### Goal of the exercise:
Your output must match the data word for word, with every line included.

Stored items
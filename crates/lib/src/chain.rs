//! Build chain assembly.
//!
//! [`BuildChainBuilder`] collects steps and chain-level item declarations,
//! then validates them into a [`BuildChain`]. A chain can be executed any
//! number of times; each execution gets a fresh item store.

use std::path::PathBuf;
use std::sync::Arc;

use serde_json::Value;
use thiserror::Error;
use tracing::info;

use crate::execute::{self, ExecuteConfig, ExecutionError, InitialValues};
use crate::graph::{ChainBuildError, ChainItems, ChainStep, PrunedGraph, StepGraph, validate};
use crate::item::{BuildItem, EmptyBuildItem, ItemId, ItemKind, MultiBuildItem, Payload, SimpleBuildItem};
use crate::result::BuildResult;
use crate::step::StepDescriptor;
use crate::store::ItemValue;

/// Anything that can stop [`run`].
#[derive(Debug, Error)]
pub enum BuildError {
  #[error(transparent)]
  Graph(#[from] ChainBuildError),

  #[error(transparent)]
  Execution(#[from] ExecutionError),

  #[error("failed to write build graph to {path}: {source}")]
  GraphOutput {
    path: PathBuf,
    #[source]
    source: std::io::Error,
  },
}

/// Collects steps in registration order.
#[derive(Debug, Default)]
pub struct BuildChainBuilder {
  steps: Vec<Arc<StepDescriptor>>,
  items: ChainItems,
}

impl BuildChainBuilder {
  pub fn new() -> Self {
    Self::default()
  }

  /// Register a step. Its registration index is the number of steps added before it.
  pub fn add_step(mut self, step: StepDescriptor) -> Self {
    self.steps.push(Arc::new(step));
    self
  }

  pub fn add_steps(mut self, steps: impl IntoIterator<Item = StepDescriptor>) -> Self {
    self.steps.extend(steps.into_iter().map(Arc::new));
    self
  }

  /// Declare `T` as supplied by the caller at execution time.
  pub fn add_initial<T: BuildItem>(self) -> Self {
    self.add_initial_item(ItemId::of::<T>())
  }

  pub fn add_initial_item(mut self, item: ItemId) -> Self {
    self.items.initial.insert(item);
    self
  }

  /// Declare `T` final for every producer.
  pub fn add_final<T: BuildItem>(self) -> Self {
    self.add_final_item(ItemId::of::<T>())
  }

  pub fn add_final_item(mut self, item: ItemId) -> Self {
    self.items.finals.insert(item);
    self
  }

  /// Build the step graph, prune it and validate it.
  pub fn build(self) -> Result<BuildChain, ChainBuildError> {
    info!(steps = self.steps.len(), "building build chain");
    let graph = StepGraph::build(self.steps);
    let pruned = validate(&graph, &self.items)?;
    Ok(BuildChain {
      graph: Arc::new(pruned),
    })
  }
}

/// A validated chain, ready to execute.
#[derive(Debug, Clone)]
pub struct BuildChain {
  graph: Arc<PrunedGraph>,
}

impl BuildChain {
  pub fn builder() -> BuildChainBuilder {
    BuildChainBuilder::new()
  }

  /// Retained steps in registration order.
  pub fn steps(&self) -> &[ChainStep] {
    self.graph.steps()
  }

  pub fn pruned_steps(&self) -> &[String] {
    self.graph.pruned_steps()
  }

  pub fn graph(&self) -> &PrunedGraph {
    &self.graph
  }

  pub fn to_dot(&self) -> String {
    self.graph.to_dot()
  }

  pub fn write_dot(&self, path: impl Into<PathBuf>) -> Result<(), BuildError> {
    let path = path.into();
    self
      .graph
      .write_dot(&path)
      .map_err(|source| BuildError::GraphOutput { path, source })
  }

  /// Write the graph to `config.graph_output`, if set.
  pub(crate) fn write_configured_dot(&self, config: &ExecuteConfig) -> Result<(), BuildError> {
    match &config.graph_output {
      Some(path) => self.write_dot(path.clone()),
      None => Ok(()),
    }
  }

  /// Start describing one execution of this chain. The execution does not
  /// write `config.graph_output`; use [`Self::write_dot`] for that.
  pub fn execution(&self) -> ExecutionBuilder<'_> {
    ExecutionBuilder {
      chain: self,
      initial: InitialValues::new(),
    }
  }
}

/// Initial values for one execution of a [`BuildChain`].
pub struct ExecutionBuilder<'a> {
  chain: &'a BuildChain,
  initial: InitialValues,
}

impl ExecutionBuilder<'_> {
  /// Supply the value of an initial single item.
  pub fn initial<T: SimpleBuildItem>(mut self, value: T) -> Self {
    let payload: Payload = Arc::new(value);
    self.initial.insert(ItemId::of::<T>(), ItemValue::Single(Some(payload)));
    self
  }

  /// Add one element of an initial multi item. Initial elements come before every step's.
  pub fn initial_multi<T: MultiBuildItem>(self, value: T) -> Self {
    let payload: Payload = Arc::new(value);
    self.push_multi(ItemId::of::<T>(), payload)
  }

  /// Mark an initial empty item as present.
  pub fn initial_present<T: EmptyBuildItem>(mut self) -> Self {
    self.initial.insert(ItemId::of::<T>(), ItemValue::Empty(true));
    self
  }

  /// Supply a JSON value for a named initial item. Multi items take one element per call.
  pub fn initial_value(mut self, item: &ItemId, value: Value) -> Self {
    let payload: Payload = Arc::new(value);
    match item.kind() {
      ItemKind::Single => {
        self.initial.insert(item.clone(), ItemValue::Single(Some(payload)));
        self
      }
      ItemKind::Multi => self.push_multi(item.clone(), payload),
      ItemKind::Empty => {
        self.initial.insert(item.clone(), ItemValue::Empty(true));
        self
      }
    }
  }

  fn push_multi(mut self, item: ItemId, payload: Payload) -> Self {
    let entry = self.initial.entry(item).or_insert_with(|| ItemValue::Multi(Vec::new()));
    if let ItemValue::Multi(values) = entry {
      values.push(payload);
    }
    self
  }

  pub async fn run(self, config: &ExecuteConfig) -> Result<BuildResult, ExecutionError> {
    execute::execute(self.chain.graph.clone(), self.initial, config).await
  }
}

/// Validate and execute `steps` once.
///
/// When `config.graph_output` is set the retained graph is written there as
/// DOT before any step runs.
pub async fn run(steps: Vec<StepDescriptor>, config: &ExecuteConfig) -> Result<BuildResult, BuildError> {
  let chain = BuildChainBuilder::new().add_steps(steps).build()?;
  chain.write_configured_dot(config)?;
  Ok(chain.execution().run(config).await?)
}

### Solution to the problem:
filename crates/lib/src/chain.rs
//! Build chain assembly.
//!
//! [`BuildChainBuilder`] collects steps and chain-level item declarations,
//! then validates them into a [`BuildChain`]. A chain can be executed any
//! number of times; each execution gets a fresh item store.

use std::path::PathBuf;
use std::sync::Arc;

use serde_json::Value;
use thiserror::Error;
use tracing::info;

use crate::execute::{self, ExecuteConfig, ExecutionError, InitialValues};
use crate::graph::{ChainBuildError, ChainItems, ChainStep, PrunedGraph, StepGraph, validate};
use crate::item::{BuildItem, EmptyBuildItem, ItemId, ItemKind, MultiBuildItem, Payload, SimpleBuildItem};
use crate::result::BuildResult;
use crate::step::StepDescriptor;
use crate::store::ItemValue;

/// Anything that can stop [`run`].
#[derive(Debug, Error)]
pub enum BuildError {
  #[error(transparent)]
  Graph(#[from] ChainBuildError),

  #[error(transparent)]
  Execution(#[from] ExecutionError),

  #[error("failed to write build graph to {path}: {source}")]
  GraphOutput {
    path: PathBuf,
    #[source]
    source: std::io::Error,
  },
}

/// Collects steps in registration order.
#[derive(Debug, Default)]
pub struct BuildChainBuilder {
  steps: Vec<Arc<StepDescriptor>>,
  items: ChainItems,
}

impl BuildChainBuilder {
  pub fn new() -> Self {
    Self::default()
  }

  /// Register a step. Its registration index is the number of steps added before it.
  pub fn add_step(mut self, step: StepDescriptor) -> Self {
    self.steps.push(Arc::new(step));
    self
  }

  pub fn add_steps(mut self, steps: impl IntoIterator<Item = StepDescriptor>) -> Self {
    self.steps.extend(steps.into_iter().map(Arc::new));
    self
  }

  /// Declare `T` as supplied by the caller at execution time.
  pub fn add_initial<T: BuildItem>(self) -> Self {
    self.add_initial_item(ItemId::of::<T>())
  }

  pub fn add_initial_item(mut self, item: ItemId) -> Self {
    self.items.initial.insert(item);
    self
  }

  /// Declare `T` final for every producer.
  pub fn add_final<T: BuildItem>(self) -> Self {
    self.add_final_item(ItemId::of::<T>())
  }

  pub fn add_final_item(mut self, item: ItemId) -> Self {
    self.items.finals.insert(item);
    self
  }

  /// Build the step graph, prune it and validate it.
  pub fn build(self) -> Result<BuildChain, ChainBuildError> {
    info!(steps = self.steps.len(), "building build chain");
    let graph = StepGraph::build(self.steps);
    let pruned = validate(&graph, &self.items)?;
    Ok(BuildChain {
      graph: Arc::new(pruned),
    })
  }
}

/// A validated chain, ready to execute.
#[derive(Debug, Clone)]
pub struct BuildChain {
  graph: Arc<PrunedGraph>,
}

impl BuildChain {
  pub fn builder() -> BuildChainBuilder {
    BuildChainBuilder::new()
  }

  /// Retained steps in registration order.
  pub fn steps(&self) -> &[ChainStep] {
    self.graph.steps()
  }

  pub fn pruned_steps(&self) -> &[String] {
    self.graph.pruned_steps()
  }

  pub fn graph(&self) -> &PrunedGraph {
    &self.graph
  }

  pub fn to_dot(&self) -> String {
    self.graph.to_dot()
  }

  pub fn write_dot(&self, path: impl Into<PathBuf>) -> Result<(), BuildError> {
    let path = path.into();
    self
      .graph
      .write_dot(&path)
      .map_err(|source| BuildError::GraphOutput { path, source })
  }

  /// Write the graph to `config.graph_output`, if set.
  pub(crate) fn write_configured_dot(&self, config: &ExecuteConfig) -> Result<(), BuildError> {
    match &config.graph_output {
      Some(path) => self.write_dot(path.clone()),
      None => Ok(()),
    }
  }

  /// Start describing one execution of this chain. The execution does not
  /// write `config.graph_output`; use [`Self::write_dot`] for that.
  pub fn execution(&self) -> ExecutionBuilder<'_> {
    ExecutionBuilder {
      chain: self,
      initial: InitialValues::new(),
    }
  }
}

/// Initial values for one execution of a [`BuildChain`].
pub struct ExecutionBuilder<'a> {
  chain: &'a BuildChain,
  initial: InitialValues,
}

impl ExecutionBuilder<'_> {
  /// Supply the value of an initial single item.
  pub fn initial<T: SimpleBuildItem>(mut self, value: T) -> Self {
    let payload: Payload = Arc::new(value);
    self.initial.insert(ItemId::of::<T>(), ItemValue::Single(Some(payload)));
    self
  }

  /// Add one element of an initial multi item. Initial elements come before every step's.
  pub fn initial_multi<T: MultiBuildItem>(self, value: T) -> Self {
    let payload: Payload = Arc::new(value);
    self.push_multi(ItemId::of::<T>(), payload)
  }

  /// Mark an initial empty item as present.
  pub fn initial_present<T: EmptyBuildItem>(mut self) -> Self {
    self.initial.insert(ItemId::of::<T>(), ItemValue::Empty(true));
    self
  }

  /// Supply a JSON value for a named initial item. Multi items take one element per call.
  pub fn initial_value(mut self, item: &ItemId, value: Value) -> Self {
    let payload: Payload = Arc::new(value);
    match item.kind() {
      ItemKind::Single => {
        self.initial.insert(item.clone(), ItemValue::Single(Some(payload)));
        self
      }
      ItemKind::Multi => self.push_multi(item.clone(), payload),
      ItemKind::Empty => {
        self.initial.insert(item.clone(), ItemValue::Empty(true));
        self
      }
    }
  }

  fn push_multi(mut self, item: ItemId, payload: Payload) -> Self {
    let entry = self.initial.entry(item).or_insert_with(|| ItemValue::Multi(Vec::new()));
    if let ItemValue::Multi(values) = entry {
      values.push(payload);
    }
    self
  }

  pub async fn run(self, config: &ExecuteConfig) -> Result<BuildResult, ExecutionError> {
    execute::execute(self.chain.graph.clone(), self.initial, config).await
  }
}

/// Validate and execute `steps` once.
///
/// When `config.graph_output` is set the retained graph is written there as
/// DOT before any step runs.
pub async fn run(steps: Vec<StepDescriptor>, config: &ExecuteConfig) -> Result<BuildResult, BuildError> {
  let chain = BuildChainBuilder::new().add_steps(steps).build()?;
  chain.write_configured_dot(config)?;
  Ok(chain.execution().run(config).await?)
}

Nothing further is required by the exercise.